Алпатыч покачал головой и пошел на лестницу. В приемной были купцы, женщины, чиновники, молча переглядывавшиеся между собой. Дверь кабинета отворилась, все встали с мест и подвинулись вперед. Из двери выбежал чиновник, поговорил что то с купцом, кликнул за собой толстого чиновника с крестом на шее и скрылся опять в дверь, видимо, избегая всех обращенных к нему взглядов и вопросов. Алпатыч продвинулся вперед и при следующем выходе чиновника, заложив руку зазастегнутый сюртук, обратился к чиновнику, подавая ему два письма.
– Господину барону Ашу от генерала аншефа князя Болконского, – провозгласил он так торжественно и значительно, что чиновник обратился к нему и взял его письмо. Через несколько минут губернатор принял Алпатыча и поспешно сказал ему:
– Доложи князю и княжне, что мне ничего не известно было: я поступал по высшим приказаниям – вот…
Он дал бумагу Алпатычу.
– А впрочем, так как князь нездоров, мой совет им ехать в Москву. Я сам сейчас еду. Доложи… – Но губернатор не договорил: в дверь вбежал запыленный и запотелый офицер и начал что то говорить по французски. На лице губернатора изобразился ужас.

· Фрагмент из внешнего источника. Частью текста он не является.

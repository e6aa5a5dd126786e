//! Flat cycle-timing and queue-bound constants (spec §4.8), in the style
//! of `allnet-proto::constants` — compile-time tuning rather than a
//! runtime config struct, matching the original's fixed schedule.

/// Length of one `abc` cycle.
pub const BASIC_CYCLE_MS: u64 = 5_000;

/// Length of the beacon slot within a cycle: `1/100` of `BASIC_CYCLE_MS`.
pub const BEACON_MS: u64 = BASIC_CYCLE_MS / 100;

/// How long a node waits in `ReplySent` for a matching grant before
/// resetting its beacon state to `None`.
pub const BEACON_DEADLINE_MS: u64 = 250;

/// Anti-monopoly cap on how far an overheard grant (addressed to someone
/// else) can push out our own quiet-until deadline.
pub const QUIET_CAP_MS: u64 = 50;

/// A queue entry is dropped once its backoff exponent reaches this value
/// (after at least `2^MAX_BACKOFF_EXPONENT` cycles of exponential
/// backoff).
pub const MAX_BACKOFF_EXPONENT: u8 = 8;

/// Bound on the total bytes held by the transmit queue.
pub const QUEUE_MAX_BYTES: usize = 16 * 1024 * 1024;

/// Lower bound of the reply-delay window used when the remaining awake
/// time is not short (spec §4.8 reply-delay policy).
pub const REPLY_DELAY_FLOOR_MS: u64 = 25;

/// Upper bound (inclusive) of that same window.
pub const REPLY_DELAY_CEILING_MS: u64 = 49;

/// Below this remaining-awake-time threshold, the reply is instead
/// scheduled somewhere in the first half of what's left.
pub const REPLY_DELAY_SHORT_WINDOW_MS: u64 = 100;
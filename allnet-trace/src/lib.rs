//! The trace protocol (spec §4.9): a request/response tree traversal
//! across the overlay with nonce-based loop suppression and intermediate
//! replies. Responder logic lives in [`responder`]; the client-side
//! request builder and RTT correlation in [`client`].

pub mod cache;
pub mod client;
pub mod error;
pub mod reply_crypto;
pub mod responder;

pub use cache::TraceCache;
pub use client::{build_request, random_source_address, TraceClient, CLIENT_TIMEOUT};
pub use error::TraceError;
pub use reply_crypto::encrypt_reply_if_requested;
pub use responder::{respond_to_trace, RespondOutcome, ResponderMode, TraceContext};
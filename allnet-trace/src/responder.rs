//! Trace responder logic (spec §4.9): loop suppression via [`TraceCache`],
//! forward-copy construction, and intermediate/final reply construction.
//! Pure decision logic — sending the forward copy and reply as actual
//! wire packets (wrapping them in a [`allnet_proto::Header`] /
//! [`allnet_proto::MgmtBody`]) is the caller's job.

use allnet_proto::priority::{Priority, TRACE_FWD};
use allnet_proto::{Address, TraceEntry, TraceReply, TraceRequest};

use crate::cache::TraceCache;

/// A responding node's forwarding discipline (spec §4.9): whether it
/// always forwards verbatim, only appends itself when it doesn't
/// prefix-match the destination, or (the default) always appends itself.
#[derive(Debug, Clone, Copy, PartialEq, Eq)]
pub enum ResponderMode {
    Normal,
    ForwardOnly,
    MatchOnly,
}

/// Everything the responder needs to know about where it sits relative
/// to this particular request, independent of the request's own
/// contents.
pub struct TraceContext<'a> {
    pub my_address: &'a Address,
    pub destination: &'a Address,
    pub mode: ResponderMode,
    /// The inbound packet's `hops` field (spec §6): `0` means we are the
    /// first hop away from the original sender.
    pub inbound_hops: u8,
}

impl TraceContext<'_> {
    /// Exact-match: `matches(me, dest) >= min(my_bits, dest_bits)` (spec
    /// §4.9), i.e. our address is at least as specific as the
    /// destination's prefix requires.
    pub fn is_exact_match(&self) -> bool {
        let needed = self.my_address.nbits().min(self.destination.nbits());
        self.my_address.matches(self.destination) >= needed
    }
}

/// The two things a non-duplicate request may produce: a forward copy
/// (with its priority) and/or a reply.
pub struct RespondOutcome {
    pub forward: Option<(TraceRequest, Priority)>,
    pub reply: Option<TraceReply>,
}

/// `respond_to_trace`: checks `request.trace_id` against `cache` for loop
/// suppression (spec invariant 6), and if new, builds the forward copy
/// and optional reply per spec §4.9's rules. Returns `None` if the
/// request is a duplicate (drop silently).
pub fn respond_to_trace(
    cache: &mut TraceCache,
    request: &TraceRequest,
    ctx: &TraceContext,
    my_entry: TraceEntry,
) -> Option<RespondOutcome> {
    if cache.check_and_insert(request.trace_id) {
        return None;
    }

    let exact_match = ctx.is_exact_match();
    let forward = Some((build_forward_copy(request, ctx, exact_match, my_entry), TRACE_FWD));
    let reply = build_reply(request, ctx, exact_match, my_entry);

    Some(RespondOutcome { forward, reply })
}

/// Forwards verbatim if we are `ForwardOnly`, or `MatchOnly` and do not
/// exact-match the destination; otherwise appends our own entry to the
/// accumulated path (spec §4.9 step 2).
fn build_forward_copy(
    request: &TraceRequest,
    ctx: &TraceContext,
    exact_match: bool,
    my_entry: TraceEntry,
) -> TraceRequest {
    let verbatim = matches!(ctx.mode, ResponderMode::ForwardOnly)
        || (matches!(ctx.mode, ResponderMode::MatchOnly) && !exact_match);

    if verbatim {
        request.clone()
    } else {
        let mut entries = request.entries.clone();
        entries.push(my_entry);
        TraceRequest {
            entries,
            ..request.clone()
        }
    }
}

/// Builds the intermediate/final reply per spec §4.9 step 3, or `None`
/// if `intermediate_replies` is unset.
fn build_reply(
    request: &TraceRequest,
    ctx: &TraceContext,
    exact_match: bool,
    my_entry: TraceEntry,
) -> Option<TraceReply> {
    if !request.intermediate_replies {
        return None;
    }

    if exact_match {
        let mut entries = request.entries.clone();
        entries.push(my_entry);
        return Some(TraceReply {
            intermediate: false,
            entries,
        });
    }

    if ctx.inbound_hops == 0 {
        return Some(TraceReply {
            intermediate: true,
            entries: vec![my_entry],
        });
    }

    let mut entries = Vec::with_capacity(2);
    if let Some(prev) = request.entries.last() {
        entries.push(*prev);
    }
    entries.push(my_entry);
    Some(TraceReply {
        intermediate: true,
        entries,
    })
}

– Иди, – сказал он, кивнув головой Алпатычу, и стал что то спрашивать у офицера. Жадные, испуганные, беспомощные взгляды обратились на Алпатыча, когда он вышел из кабинета губернатора. Невольно прислушиваясь теперь к близким и все усиливавшимся выстрелам, Алпатыч поспешил на постоялый двор. Бумага, которую дал губернатор Алпатычу, была следующая:
«Уверяю вас, что городу Смоленску не предстоит еще ни малейшей опасности, и невероятно, чтобы оный ею угрожаем был. Я с одной, а князь Багратион с другой стороны идем на соединение перед Смоленском, которое совершится 22 го числа, и обе армии совокупными силами станут оборонять соотечественников своих вверенной вам губернии, пока усилия их удалят от них врагов отечества или пока не истребится в храбрых их рядах до последнего воина. Вы видите из сего, что вы имеете совершенное право успокоить жителей Смоленска, ибо кто защищаем двумя столь храбрыми войсками, тот может быть уверен в победе их». (Предписание Барклая де Толли смоленскому гражданскому губернатору, барону Ашу, 1812 года.)
Народ беспокойно сновал по улицам.
Наложенные верхом возы с домашней посудой, стульями, шкафчиками то и дело выезжали из ворот домов и ехали по улицам. В соседнем доме Ферапонтова стояли повозки и, прощаясь, выли и приговаривали бабы. Дворняжка собака, лая, вертелась перед заложенными лошадьми.
Алпатыч более поспешным шагом, чем он ходил обыкновенно, вошел во двор и прямо пошел под сарай к своим лошадям и повозке. Кучер спал; он разбудил его, велел закладывать и вошел в сени. В хозяйской горнице слышался детский плач, надрывающиеся рыдания женщины и гневный, хриплый крик Ферапонтова. Кухарка, как испуганная курица, встрепыхалась в сенях, как только вошел Алпатыч.
– До смерти убил – хозяйку бил!.. Так бил, так волочил!..
– За что? – спросил Алпатыч.
– Ехать просилась. Дело женское! Увези ты, говорит, меня, не погуби ты меня с малыми детьми; народ, говорит, весь уехал, что, говорит, мы то? Как зачал бить. Так бил, так волочил!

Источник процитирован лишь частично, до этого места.